I have attached my scripts for your reference. Thank you in advance for your support
When AMPL generates a problem instance for the solver, it needs to know what every set’s members are, and what every [subscript] expression’s value is. Thus, since the values of variables are determined by the solver, set expressions and subscript expressions cannot depend on the values of variables. For example, in your situation:
0..(Appel_office_num-1) is rejected with “variable in upper bound of range set” — because this set expression depends on the value of a variable.
fact[Appel_office_num] is rejected with “Variables in subscripts are not yet allowed” — because the subscript Appel_office_num is a variable.
A common approach for avoiding these kinds of expressions is to define some parameters and variables like this:
param Appel_office_max integer > 0;
var Appel_office_used {1..Appel_office_max} binary;
You should set Appel_office_max to the largest number of phone rooms that are available or that could possibly be used in a solution. Then in the model, define Appel_office_used[i] to be 1 if and only if phone room i is used. To avoid a lot of equivalent solutions, it is usually a good idea to add constraints Appel_office_used[i+1] <= Appel_office_used[i] so that only lower-numbered rooms are used.
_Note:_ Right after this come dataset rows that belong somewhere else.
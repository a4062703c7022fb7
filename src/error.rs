use std::{fmt, path::PathBuf};

use thiserror::Error;

use crate::metadata::token::Token;

macro_rules! malformed_error {
    // Single string version
    ($msg:expr) => {
        crate::Error::Malformed {
            message: $msg.to_string(),
            file: file!(),
            line: line!(),
        }
    };

    // Format string with arguments version
    ($fmt:expr, $($arg:tt)*) => {
        crate::Error::Malformed {
            message: format!($fmt, $($arg)*),
            file: file!(),
            line: line!(),
        }
    };
}

/// A single mismatch between the instruction a patch expects and the instruction
/// actually present in the target.
///
/// Drifts are collected rather than thrown one at a time, so that a failing patch can
/// report every site that no longer matches the build it was authored against.
///
/// # Examples
///
/// ```rust
/// use ilpatch::Drift;
///
/// let drift = Drift::new("ldc.r4", "nop").at_offset(0x0129);
/// assert_eq!(drift.to_string(), "IL_0129: expected ldc.r4, got nop");
/// ```
#[derive(Debug, Clone, PartialEq, Eq)]
pub struct Drift {
    /// Original byte offset of the inspected site, if it was located by offset
    pub offset: Option<u32>,
    /// Position of the inspected site within the instruction list, if known
    pub index: Option<usize>,
    /// Human-readable description of what the patch expected
    pub expected: String,
    /// Human-readable description of what was found
    pub actual: String,
}

impl Drift {
    /// Creates a drift record without location information.
    pub fn new(expected: impl Into<String>, actual: impl Into<String>) -> Self {
        Drift {
            offset: None,
            index: None,
            expected: expected.into(),
            actual: actual.into(),
        }
    }

    /// Attaches the original byte offset of the site.
    #[must_use]
    pub fn at_offset(mut self, offset: u32) -> Self {
        self.offset = Some(offset);
        self
    }

    /// Attaches the instruction list position of the site.
    #[must_use]
    pub fn at_index(mut self, index: usize) -> Self {
        self.index = Some(index);
        self
    }
}

impl fmt::Display for Drift {
    fn fmt(&self, f: &mut fmt::Formatter<'_>) -> fmt::Result {
        match (self.offset, self.index) {
            (Some(offset), _) => write!(f, "IL_{offset:04x}: ")?,
            (None, Some(index)) => write!(f, "#{index}: ")?,
            (None, None) => {}
        }
        write!(f, "expected {}, got {}", self.expected, self.actual)
    }
}

fn join_drifts(drifts: &[Drift]) -> String {
    drifts
        .iter()
        .map(ToString::to_string)
        .collect::<Vec<_>>()
        .join("; ")
}

/// The generic Error type, which provides coverage for all errors this library can potentially
/// return.
///
/// # Error Categories
///
/// ## I/O
/// - [`Error::FileError`] - Filesystem I/O errors
/// - [`Error::FileNotFound`] - A target or reference module does not exist
/// - [`Error::Persist`] - The patched module could not replace the original file
///
/// ## Module image parsing
/// - [`Error::Malformed`] - Corrupted or invalid container or method body
/// - [`Error::OutOfBounds`] - Attempted to read beyond the end of the data
/// - [`Error::NotSupported`] - Unknown container version
///
/// ## Symbol resolution
/// - [`Error::TypeNotFound`], [`Error::MethodNotFound`], [`Error::FieldNotFound`]
/// - [`Error::AmbiguousSymbol`] - A lookup matched more than one member
/// - [`Error::UnresolvedToken`] - An operand token points nowhere
///
/// ## Drift
/// - [`Error::VersionDrift`] - An asserted instruction has a different shape
/// - [`Error::IncompletePatch`] - Not every site of a patch descriptor matched
/// - [`Error::AlreadyApplied`] - The target already carries the patch
///
/// ## Engine misuse
/// - [`Error::StaleOffsets`], [`Error::StaleAnchor`], [`Error::ForeignInstruction`],
///   [`Error::UnboundLabel`], [`Error::ForeignLabel`], [`Error::DanglingTarget`],
///   [`Error::InstructionInUse`], [`Error::OperandMismatch`], [`Error::InvalidDescriptor`]
///
/// # Examples
///
/// ```rust,no_run
/// use ilpatch::{Error, metadata::Module};
/// use std::path::Path;
///
/// match Module::from_file(Path::new("Assembly-CSharp.dll")) {
///     Ok(module) => println!("loaded {}", module.name()),
///     Err(Error::FileNotFound(path)) => eprintln!("missing: {}", path.display()),
///     Err(Error::Malformed { message, file, line }) => {
///         eprintln!("Malformed file: {} ({}:{})", message, file, line);
///     }
///     Err(e) => eprintln!("Other error: {}", e),
/// }
/// ```
#[derive(Error, Debug)]
pub enum Error {
    // I/O errors
    /// File I/O error.
    #[error("{0}")]
    FileError(#[from] std::io::Error),

    /// A module file that is required for the run does not exist.
    #[error("File not found - {}", .0.display())]
    FileNotFound(PathBuf),

    /// The patched module could not be moved over the original file.
    ///
    /// The original file is left untouched when this happens.
    #[error("Unable to save patched module to {}: {source}", path.display())]
    Persist {
        /// Destination that was supposed to receive the patched module
        path: PathBuf,
        /// The underlying I/O failure
        source: std::io::Error,
    },

    // Parsing errors
    /// The file is damaged and could not be parsed.
    ///
    /// The error includes the source location where the malformation was detected
    /// for debugging purposes.
    #[error("Malformed - {file}:{line}: {message}")]
    Malformed {
        /// The message to be printed for the Malformed error
        message: String,
        /// The source file in which this error occured
        file: &'static str,
        /// The source line in which this error occured
        line: u32,
    },

    /// An out of bound access was attempted while parsing the file.
    #[error("Out of Bound read would have occurred!")]
    OutOfBounds,

    /// This file type or container version is not supported.
    #[error("This file type is not supported")]
    NotSupported,

    // Symbol resolution
    /// No type with this full name exists in the module.
    #[error("Type `{name}` not found in module `{module}`")]
    TypeNotFound {
        /// Module that was searched
        module: String,
        /// Full name of the requested type
        name: String,
    },

    /// No method matched the lookup.
    #[error("Method `{name}` not found on `{type_name}`")]
    MethodNotFound {
        /// Full name of the declaring type
        type_name: String,
        /// Requested method name (with parameter filter, if any)
        name: String,
    },

    /// No field with this name exists on the type.
    #[error("Field `{name}` not found on `{type_name}`")]
    FieldNotFound {
        /// Full name of the declaring type
        type_name: String,
        /// Requested field name
        name: String,
    },

    /// A lookup that must be unique matched several members.
    #[error("Lookup for `{0}` is ambiguous")]
    AmbiguousSymbol(String),

    /// A metadata token does not resolve to any row of the module.
    #[error("Token {0} does not resolve in this module")]
    UnresolvedToken(Token),

    // Drift
    /// An asserted instruction does not have the expected shape.
    ///
    /// This is the central failure mode of the engine: patches are authored against one
    /// exact build of the target and refuse to touch anything else.
    #[error("Version drift in {context}: {}", join_drifts(drifts))]
    VersionDrift {
        /// Method or procedure in which the drift was observed
        context: String,
        /// Every mismatch that was found
        drifts: Vec<Drift>,
    },

    /// Not all sites of a patch descriptor were matched.
    #[error(
        "Incomplete patch in {method}: {matched} of {expected} sites matched, target likely updated ({})",
        join_drifts(drifts)
    )]
    IncompletePatch {
        /// Method the descriptor targets
        method: String,
        /// Sites that were found with the expected shape
        matched: usize,
        /// Sites the descriptor declares
        expected: usize,
        /// Why the remaining sites did not match
        drifts: Vec<Drift>,
    },

    /// The target already contains the edit a procedure would make.
    #[error("Patch `{0}` is already applied to this module")]
    AlreadyApplied(String),

    // Engine misuse
    /// Offsets were used for lookup after the body had been shifted by an edit.
    #[error("Offsets of this body are stale after a previous edit")]
    StaleOffsets,

    /// A splice anchor is no longer part of the body.
    #[error("Anchor instruction is no longer attached to the body")]
    StaleAnchor,

    /// An instruction handle belongs to a different body.
    #[error("Instruction handle belongs to another method body")]
    ForeignInstruction,

    /// A sequence label was referenced but never bound to an instruction.
    #[error("Label {0} was referenced but never bound")]
    UnboundLabel(usize),

    /// A label created by one sequence was used in another.
    #[error("Label {0} belongs to another sequence")]
    ForeignLabel(usize),

    /// A branch operand targets an instruction that is not in the body.
    #[error("Branch target is not attached to the body")]
    DanglingTarget,

    /// An instruction cannot be removed while branches or handlers still point at it.
    #[error("Instruction is still referenced by {0} branch or handler operand(s)")]
    InstructionInUse(usize),

    /// An operand does not fit the opcode it was paired with.
    #[error("Operand mismatch for {opcode}: expected {expected}")]
    OperandMismatch {
        /// Mnemonic of the opcode
        opcode: &'static str,
        /// Operand kind the opcode requires
        expected: &'static str,
    },

    /// A patch descriptor failed structural validation.
    #[error("Invalid patch descriptor `{name}`: {message}")]
    InvalidDescriptor {
        /// Descriptor name
        name: String,
        /// What is wrong with it
        message: String,
    },

    /// A position in the instruction list does not exist.
    #[error("Instruction index {0} is out of range")]
    IndexOutOfRange(usize),

    /// No instruction starts at the requested offset.
    #[error("No instruction at offset IL_{0:04x}")]
    OffsetNotFound(u32),

    // Orchestration
    /// A procedure of a patch set failed; the run was aborted before write-back.
    #[error("Patch `{patch}` failed: {source}")]
    PatchFailed {
        /// Name of the failing procedure
        patch: String,
        /// The failure reported by the procedure
        source: Box<Error>,
    },
}

impl Error {
    /// Returns `true` if this error means the target is not the build the patch expects.
    ///
    /// Looks through [`Error::PatchFailed`] wrappers.
    #[must_use]
    pub fn is_drift(&self) -> bool {
        match self {
            Error::VersionDrift { .. }
            | Error::IncompletePatch { .. }
            | Error::AlreadyApplied(_) => true,
            Error::PatchFailed { source, .. } => source.is_drift(),
            _ => false,
        }
    }
}

impl From<Drift> for Error {
    fn from(drift: Drift) -> Self {
        Error::VersionDrift {
            context: "instruction".to_string(),
            drifts: vec![drift],
        }
    }
}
Of course, you will need to re-think you model to use variables like this. But your model needs revision anyway; a solver such as Gurobi will have trouble with an expression like (Appel_office_num*Rho_appel[t])^i — where i can be as great as 60 — and with values of param fact that range as high as fact[60] \approx 10^{81}. In general, it is better to express a model using binary variables and logical expressions, rather than using complicated mathematical expressions.